Start of RECORDS TO PROCESS
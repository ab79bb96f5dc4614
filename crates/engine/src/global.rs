//! Process-wide engine state
//!
//! The global catalog is set at most once. Either [`configure`] installs a
//! catalog built from an [`EngineConfig`], or the first lookup installs the
//! built-in catalog; after that the state never changes.

use mcrypt_api::{Error, Result};
use mcrypt_params::DEFAULT_BUFFER_BLOCKS;
use once_cell::sync::OnceCell;
use tracing::debug;

use crate::catalog::Catalog;
use crate::config::EngineConfig;

struct Global {
    catalog: Catalog,
    buffer_blocks: usize,
}

static GLOBAL: OnceCell<Global> = OnceCell::new();

/// Configure the process-wide catalog and stream defaults
///
/// Must run before any lookup through the global catalog. Fails with
/// [`Error::AlreadyConfigured`] once the global state exists, whether it
/// came from an earlier call or from a lookup that installed the built-ins.
pub fn configure(config: EngineConfig) -> Result<()> {
    if GLOBAL.get().is_some() {
        return Err(Error::AlreadyConfigured);
    }
    config.validate()?;
    let catalog = Catalog::load(&config)?;
    GLOBAL
        .set(Global {
            catalog,
            buffer_blocks: config.buffer_blocks,
        })
        .map_err(|_| Error::AlreadyConfigured)?;
    debug!(buffer_blocks = config.buffer_blocks, "engine configured");
    Ok(())
}

/// Whether the global state has been installed
pub fn is_configured() -> bool {
    GLOBAL.get().is_some()
}

pub(crate) fn catalog() -> &'static Catalog {
    &GLOBAL
        .get_or_init(|| Global {
            catalog: Catalog::builtin(),
            buffer_blocks: DEFAULT_BUFFER_BLOCKS,
        })
        .catalog
}

/// Default stream chunk size in blocks
pub fn buffer_blocks() -> usize {
    GLOBAL
        .get()
        .map_or(DEFAULT_BUFFER_BLOCKS, |global| global.buffer_blocks)
}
End of RECORDS TO PROCESS
**WORK ORDER:** The task calls for all lines in the entries that hold "lookup".

**EXERCISE OUTPUT:**
//! catalog built from an [`EngineConfig`], or the first lookup installs the
/// Must run before any lookup through the global catalog. Fails with
/// came from an earlier call or from a lookup that installed the built-ins.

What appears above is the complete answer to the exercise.